Basta con admirar a una persona lo suficiente como para que se nos empiecen a pegar su manera de hablar y otras actitudes. Y basta con ver cualquier película con un personaje heroico, trátese de Superman o de un admirable detective, para se le peguen a uno los gestos del héroe. (Todos conocemos la experiencia de cómo al salir del cine caminamos como el héroe y movemos la cabeza como él). Todo ello deriva del amor admirativo, que es indispensable al aprendizaje.

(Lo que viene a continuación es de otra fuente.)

use std::path::Path;

use anyhow::Result;
use tdport::ImportPipeline;

use super::CommandContext;
use crate::output;

pub async fn execute(ctx: &CommandContext, bundle: &Path) -> Result<()> {
	match ImportPipeline::new(&ctx.backend).execute(bundle).await {
		Ok(report) => {
			let who = report.user.as_ref().map(|u| u.display_name()).unwrap_or_else(|| "unknown user".into());
			let route = if report.proxied { "via proxy" } else { "direct" };
			output::success("import", format!("session authorized as {who} ({route})"));
			Ok(())
		}
		Err(err) => {
			output::failure("import", &err);
			Err(err.into())
		}
	}
}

Y si uno se convierte en lo que admira, así también ocurre con la devoción, que por ello se vuelve una vía muy directa hacia lo divino. Amar al dios que podemos concebir nos va volviendo semejantes a este, como en la doctrina cristiana de la «imitación de Cristo». Solo que presentar la devoción (o la adoración) como un mero ejercicio espiritual sería desconocer su experiencia, que pone de manifiesto que el amor hacia lo divino no es algo tan voluntario como pudiera parecer. Por ello se dice en las tradiciones místicas que el amor de Dios constituye, más bien, un don divino. Y la devoción comienza por ser una sed de Dios, una sed metafísica que se puede confundir con una sed de conocimiento o de verdad, y es una sed de algo a lo que no le podemos poner nombre. Si queremos, podemos ponerle el nombre de «Dios», que es un símbolo conveniente para el aspecto profundo de la existencia, pero lo misterioso de la devoción es que el amor a Dios no es propiamente nuestro, sino que divino, y no podría ser inventado.

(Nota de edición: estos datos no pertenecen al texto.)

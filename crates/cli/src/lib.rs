pub mod cli;
pub mod commands;
pub mod logging;
pub mod output;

Hay quienes han tenido tantos problemas con su padre, que no conocen la actitud de respeto en su vida, y se han vuelto cínicos despectivos. Y hay mucho de eso en la cultura moderna, en el ocaso del mundo patriarcal, en el que reina una desilusión colectiva. Parecería que tal cosa fuese buena, por el hecho de constituir una respuesta a un mal, pero tiene el inconveniente de acarrear una muerte generalizada de los valores. Si no hay aprecio, no hay valoración, y entonces el mundo se nos vuelve muy pobre, pequeño y plano.

Tal es el empobrecimiento de valores que caracteriza nuestro tiempo (y al decir valores quiero referirme a tales cosas como el amor a la verdad, a la belleza y a la justicia), y si uno quiere creer a los posmodernos, es un signo de madurez intelectual que ya no creamos en nada: se condenan las ideologías, y va contra la moda todo pensamiento grande; más aún: se sospecha que quien propone una idea grande quiera engatusarnos, llamar la atención indebidamente o preparar alguna maniobra de poder.

El reconocimiento de que nos aqueja un déficit colectivo de amor apreciativo nos permite comprender la relevancia de que la música no solo es un fenómeno espiritual (que surgió con el chamanismo como una manera de acceder a la experiencia religiosa, o a lo divino) sino que, más precisamente, es un gran vehículo de expresión y ejercicio del amor apreciativo —que culmina en la devoción y la adoración de una realidad ideal. Puede por cierto decirse también que hay música que no tiene nada de sagrado, o que es decididamente profana. La música que escuchamos en los ascensores o en los aeropuertos no es muy sagrada y resulta incluso difícil mantener un espíritu elevado en un ambiente de muzak. Y existe hoy en día una industria de música envasada, que según los expertos sirve para vender más, así como también se vende más con buena iluminación. Pero, aun en tales casos, podemos decir que lo que se ofrece es un derivado del amor, solo que ciertas personas prefieren los derivados y sustitutos del amor al amor verdadero —tanto en la música como en la vida.